Assignment:
Write out each line of the records that has "STRAND" in it.

########

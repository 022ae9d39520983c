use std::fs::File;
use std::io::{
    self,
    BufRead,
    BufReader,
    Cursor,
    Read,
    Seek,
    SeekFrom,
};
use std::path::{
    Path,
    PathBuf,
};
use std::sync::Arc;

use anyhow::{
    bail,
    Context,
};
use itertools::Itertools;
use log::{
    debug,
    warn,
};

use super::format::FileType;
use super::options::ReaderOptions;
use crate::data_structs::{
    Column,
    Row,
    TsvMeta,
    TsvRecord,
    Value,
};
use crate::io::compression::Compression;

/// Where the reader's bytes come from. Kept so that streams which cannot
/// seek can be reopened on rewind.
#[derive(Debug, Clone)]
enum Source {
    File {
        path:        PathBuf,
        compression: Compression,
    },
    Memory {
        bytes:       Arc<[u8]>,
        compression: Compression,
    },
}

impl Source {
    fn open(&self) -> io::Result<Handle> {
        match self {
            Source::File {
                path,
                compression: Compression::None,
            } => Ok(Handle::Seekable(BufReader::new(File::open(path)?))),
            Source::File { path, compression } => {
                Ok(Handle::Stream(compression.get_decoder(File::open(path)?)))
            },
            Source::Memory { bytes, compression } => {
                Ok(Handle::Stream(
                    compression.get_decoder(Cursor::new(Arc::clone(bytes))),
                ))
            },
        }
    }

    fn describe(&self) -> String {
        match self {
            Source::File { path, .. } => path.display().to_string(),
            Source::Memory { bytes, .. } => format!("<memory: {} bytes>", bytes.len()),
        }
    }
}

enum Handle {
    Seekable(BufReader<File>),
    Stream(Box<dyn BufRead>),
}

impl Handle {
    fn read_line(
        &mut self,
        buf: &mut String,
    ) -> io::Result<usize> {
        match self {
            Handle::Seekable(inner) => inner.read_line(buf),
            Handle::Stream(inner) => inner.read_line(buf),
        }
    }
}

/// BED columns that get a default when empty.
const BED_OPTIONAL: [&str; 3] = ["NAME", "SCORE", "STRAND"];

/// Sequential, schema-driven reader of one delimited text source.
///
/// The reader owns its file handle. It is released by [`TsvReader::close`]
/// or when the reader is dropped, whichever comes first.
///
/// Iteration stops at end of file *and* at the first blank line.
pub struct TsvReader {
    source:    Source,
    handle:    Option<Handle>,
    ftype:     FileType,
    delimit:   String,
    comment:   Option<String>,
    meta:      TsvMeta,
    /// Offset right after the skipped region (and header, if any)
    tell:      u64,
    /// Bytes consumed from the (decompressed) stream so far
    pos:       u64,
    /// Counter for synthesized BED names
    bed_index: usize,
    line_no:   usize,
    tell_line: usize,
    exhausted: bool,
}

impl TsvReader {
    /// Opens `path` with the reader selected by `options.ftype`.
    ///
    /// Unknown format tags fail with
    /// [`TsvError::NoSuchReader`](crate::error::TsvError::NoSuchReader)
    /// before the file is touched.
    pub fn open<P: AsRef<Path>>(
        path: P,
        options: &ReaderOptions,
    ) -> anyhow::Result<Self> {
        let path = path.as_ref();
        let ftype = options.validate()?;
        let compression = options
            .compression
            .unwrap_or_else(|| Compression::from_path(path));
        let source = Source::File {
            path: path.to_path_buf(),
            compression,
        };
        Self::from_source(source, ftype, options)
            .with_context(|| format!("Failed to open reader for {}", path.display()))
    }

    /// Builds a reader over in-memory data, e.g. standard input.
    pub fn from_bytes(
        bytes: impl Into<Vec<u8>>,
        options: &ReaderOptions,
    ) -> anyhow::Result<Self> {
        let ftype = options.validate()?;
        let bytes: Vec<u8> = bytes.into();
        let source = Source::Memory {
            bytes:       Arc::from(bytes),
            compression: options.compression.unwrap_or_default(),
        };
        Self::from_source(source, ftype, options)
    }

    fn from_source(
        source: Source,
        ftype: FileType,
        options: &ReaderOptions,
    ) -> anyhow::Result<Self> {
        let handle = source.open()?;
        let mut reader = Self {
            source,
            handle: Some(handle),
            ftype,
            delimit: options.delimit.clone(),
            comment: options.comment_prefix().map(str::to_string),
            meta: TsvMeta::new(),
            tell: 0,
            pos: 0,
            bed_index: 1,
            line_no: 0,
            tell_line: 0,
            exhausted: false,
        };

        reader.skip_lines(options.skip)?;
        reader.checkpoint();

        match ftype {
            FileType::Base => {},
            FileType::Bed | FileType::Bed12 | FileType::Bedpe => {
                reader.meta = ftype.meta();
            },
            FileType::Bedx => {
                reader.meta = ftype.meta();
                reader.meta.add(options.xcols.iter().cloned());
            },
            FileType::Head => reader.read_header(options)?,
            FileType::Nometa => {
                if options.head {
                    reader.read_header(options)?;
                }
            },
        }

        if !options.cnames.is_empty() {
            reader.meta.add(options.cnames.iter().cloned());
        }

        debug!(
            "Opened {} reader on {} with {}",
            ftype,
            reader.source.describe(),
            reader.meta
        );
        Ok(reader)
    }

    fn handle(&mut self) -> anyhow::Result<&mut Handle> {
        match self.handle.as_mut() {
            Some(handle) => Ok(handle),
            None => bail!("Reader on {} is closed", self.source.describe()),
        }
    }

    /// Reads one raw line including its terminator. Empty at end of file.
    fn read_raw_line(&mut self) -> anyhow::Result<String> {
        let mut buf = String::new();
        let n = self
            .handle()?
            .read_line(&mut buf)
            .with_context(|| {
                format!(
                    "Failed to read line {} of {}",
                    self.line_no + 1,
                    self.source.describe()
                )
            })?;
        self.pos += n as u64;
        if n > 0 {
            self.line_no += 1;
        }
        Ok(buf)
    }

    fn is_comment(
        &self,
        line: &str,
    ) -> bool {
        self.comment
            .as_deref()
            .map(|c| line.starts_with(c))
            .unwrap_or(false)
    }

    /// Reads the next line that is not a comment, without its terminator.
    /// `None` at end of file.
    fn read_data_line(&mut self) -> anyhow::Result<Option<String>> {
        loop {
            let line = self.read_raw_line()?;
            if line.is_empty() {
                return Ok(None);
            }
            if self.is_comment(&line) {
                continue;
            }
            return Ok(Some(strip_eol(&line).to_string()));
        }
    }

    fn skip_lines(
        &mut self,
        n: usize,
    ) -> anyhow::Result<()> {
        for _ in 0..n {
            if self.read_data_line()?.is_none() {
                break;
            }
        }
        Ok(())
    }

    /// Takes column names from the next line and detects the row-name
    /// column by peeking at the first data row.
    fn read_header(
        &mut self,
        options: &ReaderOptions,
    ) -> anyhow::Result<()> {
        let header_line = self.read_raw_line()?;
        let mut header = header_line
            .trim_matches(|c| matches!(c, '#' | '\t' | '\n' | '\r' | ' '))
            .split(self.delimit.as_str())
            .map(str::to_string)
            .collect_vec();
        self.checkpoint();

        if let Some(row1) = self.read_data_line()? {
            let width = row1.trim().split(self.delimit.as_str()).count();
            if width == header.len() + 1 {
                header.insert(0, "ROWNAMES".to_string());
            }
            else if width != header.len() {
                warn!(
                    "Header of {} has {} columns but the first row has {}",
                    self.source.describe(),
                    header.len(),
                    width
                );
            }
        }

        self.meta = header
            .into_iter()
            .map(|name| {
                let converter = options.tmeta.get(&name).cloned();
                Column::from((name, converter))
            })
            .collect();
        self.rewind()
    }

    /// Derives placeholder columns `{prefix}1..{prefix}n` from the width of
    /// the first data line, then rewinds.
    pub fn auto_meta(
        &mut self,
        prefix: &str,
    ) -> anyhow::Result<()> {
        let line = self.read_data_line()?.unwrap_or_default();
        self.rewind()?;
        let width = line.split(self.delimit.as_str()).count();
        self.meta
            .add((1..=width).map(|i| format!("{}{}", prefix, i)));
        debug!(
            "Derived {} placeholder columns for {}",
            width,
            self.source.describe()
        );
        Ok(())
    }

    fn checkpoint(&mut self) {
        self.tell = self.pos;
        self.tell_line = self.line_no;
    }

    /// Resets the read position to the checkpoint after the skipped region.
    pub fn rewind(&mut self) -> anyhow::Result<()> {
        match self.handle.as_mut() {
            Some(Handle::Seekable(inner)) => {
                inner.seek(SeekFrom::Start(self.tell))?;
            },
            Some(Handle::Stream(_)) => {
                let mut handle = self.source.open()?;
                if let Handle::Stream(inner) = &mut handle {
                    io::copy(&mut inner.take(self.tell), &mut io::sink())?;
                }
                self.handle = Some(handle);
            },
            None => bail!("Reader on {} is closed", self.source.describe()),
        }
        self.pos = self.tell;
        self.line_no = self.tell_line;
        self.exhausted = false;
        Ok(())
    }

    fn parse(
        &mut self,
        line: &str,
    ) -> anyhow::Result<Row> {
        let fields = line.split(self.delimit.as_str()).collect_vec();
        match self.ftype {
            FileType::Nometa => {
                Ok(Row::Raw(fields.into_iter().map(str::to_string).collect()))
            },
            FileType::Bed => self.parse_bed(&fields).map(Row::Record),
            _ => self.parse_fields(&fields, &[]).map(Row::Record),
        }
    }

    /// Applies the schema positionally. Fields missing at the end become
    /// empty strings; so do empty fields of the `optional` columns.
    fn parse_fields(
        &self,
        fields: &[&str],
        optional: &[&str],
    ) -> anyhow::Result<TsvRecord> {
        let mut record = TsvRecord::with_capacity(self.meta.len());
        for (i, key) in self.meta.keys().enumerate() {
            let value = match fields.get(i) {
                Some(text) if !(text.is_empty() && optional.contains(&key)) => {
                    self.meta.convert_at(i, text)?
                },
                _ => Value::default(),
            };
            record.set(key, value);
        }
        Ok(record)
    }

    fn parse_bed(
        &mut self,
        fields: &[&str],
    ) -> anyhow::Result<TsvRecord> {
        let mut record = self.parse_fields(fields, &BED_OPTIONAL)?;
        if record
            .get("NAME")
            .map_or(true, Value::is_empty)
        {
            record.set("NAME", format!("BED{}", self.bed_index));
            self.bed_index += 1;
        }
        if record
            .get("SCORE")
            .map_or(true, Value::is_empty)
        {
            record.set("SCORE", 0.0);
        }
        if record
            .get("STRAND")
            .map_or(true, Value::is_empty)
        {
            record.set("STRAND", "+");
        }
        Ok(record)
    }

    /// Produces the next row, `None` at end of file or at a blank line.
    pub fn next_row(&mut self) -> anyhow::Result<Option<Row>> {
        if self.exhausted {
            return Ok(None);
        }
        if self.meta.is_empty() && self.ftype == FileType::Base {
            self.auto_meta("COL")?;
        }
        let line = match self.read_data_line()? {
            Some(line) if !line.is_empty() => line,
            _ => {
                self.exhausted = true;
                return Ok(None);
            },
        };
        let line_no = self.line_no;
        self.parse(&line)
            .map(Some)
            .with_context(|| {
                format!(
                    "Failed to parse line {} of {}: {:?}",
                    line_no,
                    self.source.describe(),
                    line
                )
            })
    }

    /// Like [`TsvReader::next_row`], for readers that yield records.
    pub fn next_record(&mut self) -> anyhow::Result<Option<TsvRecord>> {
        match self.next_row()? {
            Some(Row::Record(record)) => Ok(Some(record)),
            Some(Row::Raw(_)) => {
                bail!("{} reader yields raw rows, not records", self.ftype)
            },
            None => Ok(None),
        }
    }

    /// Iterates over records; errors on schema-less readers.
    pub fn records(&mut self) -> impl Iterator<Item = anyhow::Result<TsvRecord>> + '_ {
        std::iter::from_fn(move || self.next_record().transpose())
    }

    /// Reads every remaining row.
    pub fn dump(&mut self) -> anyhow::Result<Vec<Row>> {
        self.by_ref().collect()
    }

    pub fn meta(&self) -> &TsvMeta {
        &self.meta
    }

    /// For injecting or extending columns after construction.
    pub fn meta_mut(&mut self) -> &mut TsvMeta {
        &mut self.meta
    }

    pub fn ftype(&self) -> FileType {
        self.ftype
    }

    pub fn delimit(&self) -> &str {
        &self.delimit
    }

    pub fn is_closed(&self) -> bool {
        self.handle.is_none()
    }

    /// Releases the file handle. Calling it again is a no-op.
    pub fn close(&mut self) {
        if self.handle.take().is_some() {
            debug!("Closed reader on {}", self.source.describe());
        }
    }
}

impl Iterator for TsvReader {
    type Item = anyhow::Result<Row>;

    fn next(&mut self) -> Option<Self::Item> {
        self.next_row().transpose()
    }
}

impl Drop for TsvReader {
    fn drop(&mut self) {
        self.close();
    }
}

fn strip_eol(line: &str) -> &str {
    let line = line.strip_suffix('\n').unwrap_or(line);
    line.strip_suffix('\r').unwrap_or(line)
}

########

Result for this exercise:
const BED_OPTIONAL: [&str; 3] = ["NAME", "SCORE", "STRAND"];
            .get("STRAND")
            record.set("STRAND", "+");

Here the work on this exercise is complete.